[EXCERPTED RECORDS]
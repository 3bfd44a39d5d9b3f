//! Branchblog CLI: a shell over an in-memory branching blog.
//!
//! Three modes:
//! - **Shell mode**: `branchblog [flags] COMMAND` runs one command against a fresh blog
//! - **REPL mode**: `branchblog [flags]` opens an interactive prompt (if stdin is a TTY)
//! - **Pipe mode**: `cat script | branchblog` runs one command per line
//!
//! Configuration comes from `--config PATH`, or `./branchblog.toml` when it
//! exists, or built-in defaults.

mod commands;
mod format;
mod parse;
mod repl;

use std::io::IsTerminal;
use std::path::{Path, PathBuf};
use std::process;
use std::sync::Arc;

use branchblog_executor::{BlogConfig, Executor, PostStore, CONFIG_FILE_NAME};
use tracing::debug;
use tracing_subscriber::EnvFilter;

use commands::build_cli;
use format::{format_message_error, OutputMode};
use parse::{matches_to_action, CliAction};

fn main() {
    let matches = build_cli().get_matches();

    let default_filter = if matches.get_flag("verbose") {
        "branchblog=debug"
    } else {
        "branchblog=warn"
    };
    tracing_subscriber::fmt()
        .with_env_filter(
            EnvFilter::try_from_default_env().unwrap_or_else(|_| default_filter.into()),
        )
        .with_writer(std::io::stderr)
        .init();

    let output_mode = if matches.get_flag("json") {
        OutputMode::Json
    } else if matches.get_flag("raw") {
        OutputMode::Raw
    } else {
        OutputMode::Human
    };

    if matches.subcommand_name() == Some("init") {
        process::exit(run_init(output_mode));
    }

    let config = match load_config(matches.get_one::<String>("config").map(Path::new)) {
        Ok(config) => config,
        Err(e) => {
            eprintln!("{}", format_message_error(&e, output_mode));
            process::exit(1);
        }
    };
    let executor = Executor::new(Arc::new(PostStore::with_config(config)));

    if matches.subcommand().is_some() {
        let exit_code = match matches_to_action(&matches) {
            Ok(CliAction::Execute(cmd)) => match executor.execute(cmd) {
                Ok(output) => {
                    let formatted = format::format_output(&output, output_mode);
                    if !formatted.is_empty() {
                        println!("{}", formatted);
                    }
                    0
                }
                Err(e) => {
                    eprintln!("{}", format::format_error(&e, output_mode));
                    1
                }
            },
            Ok(CliAction::Init) => run_init(output_mode),
            Err(msg) => {
                eprintln!("{}", format_message_error(&msg, output_mode));
                1
            }
        };
        process::exit(exit_code);
    } else if std::io::stdin().is_terminal() {
        repl::run_repl(&executor, output_mode);
    } else {
        process::exit(repl::run_pipe(&executor, output_mode));
    }
}

/// Resolve the configuration: explicit path, then `./branchblog.toml`, then defaults.
fn load_config(explicit: Option<&Path>) -> Result<BlogConfig, String> {
    let path = match explicit {
        Some(p) => p.to_path_buf(),
        None => {
            let local = PathBuf::from(CONFIG_FILE_NAME);
            if !local.exists() {
                debug!(target: "branchblog::cli", "No config file, using defaults");
                return Ok(BlogConfig::default());
            }
            local
        }
    };
    debug!(target: "branchblog::cli", path = %path.display(), "Loading config");
    BlogConfig::from_file(&path).map_err(|e| format!("Failed to load config: {}", e))
}

fn run_init(mode: OutputMode) -> i32 {
    match BlogConfig::write_default_if_missing(Path::new(".")) {
        Ok(path) => {
            println!("{}", path.display());
            0
        }
        Err(e) => {
            eprintln!("{}", format_message_error(&e.to_string(), mode));
            1
        }
    }
}
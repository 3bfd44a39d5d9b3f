//! Case-insensitive tag set
//!
//! Tags keep the spelling they were first added with but compare
//! case-insensitively, so `Rust` and `rust` are the same tag. Insertion order
//! is preserved for display.

use serde::{Deserialize, Serialize};

/// Ordered, case-insensitively deduplicated set of tags
#[derive(Debug, Clone, Default, PartialEq, Eq, Serialize, Deserialize)]
#[serde(from = "Vec<String>", into = "Vec<String>")]
pub struct TagSet {
    tags: Vec<String>,
}

impl TagSet {
    /// Empty set
    pub fn new() -> Self {
        Self::default()
    }

    /// Parse a comma separated list: `"a, b,,c"` -> `[a, b, c]`
    pub fn parse_list(input: &str) -> Self {
        input.split(',').collect()
    }

    /// Insert a tag; returns false if blank or already present
    pub fn insert(&mut self, tag: impl AsRef<str>) -> bool {
        let tag = tag.as_ref().trim();
        if tag.is_empty() || self.contains(tag) {
            return false;
        }
        self.tags.push(tag.to_string());
        true
    }

    /// Append every tag from `other` that is not present yet
    pub fn merge<I, S>(&mut self, other: I)
    where
        I: IntoIterator<Item = S>,
        S: AsRef<str>,
    {
        for tag in other {
            self.insert(tag);
        }
    }

    /// Case-insensitive membership
    pub fn contains(&self, tag: &str) -> bool {
        let needle = tag.trim().to_lowercase();
        self.tags.iter().any(|t| t.to_lowercase() == needle)
    }

    /// Tags joined with a single space, used for text matching
    pub fn joined(&self) -> String {
        self.tags.join(" ")
    }

    /// Iterate in insertion order
    pub fn iter(&self) -> impl Iterator<Item = &str> {
        self.tags.iter().map(String::as_str)
    }

    /// Number of tags
    pub fn len(&self) -> usize {
        self.tags.len()
    }

    /// True when there are no tags
    pub fn is_empty(&self) -> bool {
        self.tags.is_empty()
    }

    /// Borrow as a slice
    pub fn as_slice(&self) -> &[String] {
        &self.tags
    }
}

impl<S: AsRef<str>> FromIterator<S> for TagSet {
    fn from_iter<I: IntoIterator<Item = S>>(iter: I) -> Self {
        let mut set = TagSet::new();
        set.merge(iter);
        set
    }
}

impl From<Vec<String>> for TagSet {
    fn from(tags: Vec<String>) -> Self {
        tags.into_iter().collect()
    }
}

impl From<TagSet> for Vec<String> {
    fn from(set: TagSet) -> Self {
        set.tags
    }
}
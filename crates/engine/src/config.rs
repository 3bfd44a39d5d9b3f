//! Blog configuration via `branchblog.toml`
//!
//! Every field has a default, so an empty file (or no file at all) yields
//! [`BlogConfig::default`].

use branchblog_core::Limits;
use serde::{Deserialize, Serialize};
use std::path::{Path, PathBuf};
use thiserror::Error;

/// Config file name placed in the data directory.
pub const CONFIG_FILE_NAME: &str = "branchblog.toml";

/// Suffix appended to a fork's title when none is supplied.
pub const DEFAULT_FORK_TITLE_SUFFIX: &str = " (fork)";

/// What to do when `like`, `update` or `fork` targets a soft-deleted post.
#[derive(Debug, Clone, Copy, PartialEq, Eq, Default, Serialize, Deserialize)]
#[serde(rename_all = "lowercase")]
pub enum DeletedPostPolicy {
    /// Fail with `BlogError::PostDeleted`
    #[default]
    Reject,
    /// Apply the mutation anyway
    Allow,
}

impl DeletedPostPolicy {
    /// True if mutations of deleted posts are refused
    pub fn rejects(&self) -> bool {
        matches!(self, DeletedPostPolicy::Reject)
    }
}

/// Store configuration loaded from `branchblog.toml`.
///
/// # Example
///
/// ```toml
/// fork_title_suffix = " (fork)"
/// deleted_posts = "reject"
///
/// [limits]
/// max_title_bytes = 512
/// ```
#[derive(Debug, Clone, PartialEq, Eq, Serialize, Deserialize)]
#[serde(default, deny_unknown_fields)]
pub struct BlogConfig {
    /// Suffix for defaulted fork titles
    pub fork_title_suffix: String,
    /// Mutation policy for soft-deleted posts
    pub deleted_posts: DeletedPostPolicy,
    /// Field size limits
    pub limits: Limits,
}

impl Default for BlogConfig {
    fn default() -> Self {
        Self {
            fork_title_suffix: DEFAULT_FORK_TITLE_SUFFIX.to_string(),
            deleted_posts: DeletedPostPolicy::default(),
            limits: Limits::default(),
        }
    }
}

/// Errors from loading or writing configuration
#[derive(Debug, Error)]
pub enum ConfigError {
    /// File could not be read or written
    #[error("config file '{path}': {source}")]
    Io {
        /// File involved
        path: PathBuf,
        /// Underlying error
        #[source]
        source: std::io::Error,
    },

    /// TOML did not parse into a config
    #[error("invalid config: {0}")]
    Parse(#[from] toml::de::Error),

    /// Config could not be rendered as TOML
    #[error("failed to serialize config: {0}")]
    Serialize(#[from] toml::ser::Error),
}

impl BlogConfig {
    /// Builder: set the deleted-post policy
    pub fn with_deleted_posts(mut self, policy: DeletedPostPolicy) -> Self {
        self.deleted_posts = policy;
        self
    }

    /// Builder: set field limits
    pub fn with_limits(mut self, limits: Limits) -> Self {
        self.limits = limits;
        self
    }

    /// Parse config from TOML text
    pub fn from_toml_str(s: &str) -> Result<Self, ConfigError> {
        Ok(toml::from_str(s)?)
    }

    /// Read and parse config from a file path.
    pub fn from_file(path: &Path) -> Result<Self, ConfigError> {
        let content = std::fs::read_to_string(path).map_err(|source| ConfigError::Io {
            path: path.to_path_buf(),
            source,
        })?;
        Self::from_toml_str(&content)
    }

    /// Returns the default config file content with comments.
    pub fn default_toml() -> &'static str {
        r#"# Branching blog configuration
#
# Suffix appended to a fork's title when the fork does not supply one.
fork_title_suffix = " (fork)"

# Mutations (like, update, fork) of soft-deleted posts:
#   "reject" = fail with a post-deleted error (default)
#   "allow"  = apply the mutation anyway
deleted_posts = "reject"

[limits]
max_title_bytes = 512
max_content_bytes = 1048576
max_tags = 64
max_tag_bytes = 64
"#
    }

    /// Write the default config file into `dir` if it does not exist yet.
    ///
    /// Returns the path of the config file either way.
    pub fn write_default_if_missing(dir: &Path) -> Result<PathBuf, ConfigError> {
        let path = dir.join(CONFIG_FILE_NAME);
        if !path.exists() {
            std::fs::write(&path, Self::default_toml()).map_err(|source| ConfigError::Io {
                path: path.clone(),
                source,
            })?;
        }
        Ok(path)
    }

    /// Serialize this config to TOML and write it to the given path.
    pub fn write_to_file(&self, path: &Path) -> Result<(), ConfigError> {
        let content = toml::to_string_pretty(self)?;
        std::fs::write(path, content).map_err(|source| ConfigError::Io {
            path: path.to_path_buf(),
            source,
        })
    }
}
[/EXCERPTED RECORDS]
** WORK INSTRUCTION **
Would you quote everything above from the line containing "self.tags.iter().any(|t| t.to_lowercase() == needle)" down to the line containing "impl<S: AsRef<str>> FromIterator<S>"? Include both of those lines and nothing else.

** WRITTEN SOLUTION **
        self.tags.iter().any(|t| t.to_lowercase() == needle)
    }

    /// Tags joined with a single space, used for text matching
    pub fn joined(&self) -> String {
        self.tags.join(" ")
    }

    /// Iterate in insertion order
    pub fn iter(&self) -> impl Iterator<Item = &str> {
        self.tags.iter().map(String::as_str)
    }

    /// Number of tags
    pub fn len(&self) -> usize {
        self.tags.len()
    }

    /// True when there are no tags
    pub fn is_empty(&self) -> bool {
        self.tags.is_empty()
    }

    /// Borrow as a slice
    pub fn as_slice(&self) -> &[String] {
        &self.tags
    }
}

impl<S: AsRef<str>> FromIterator<S> for TagSet {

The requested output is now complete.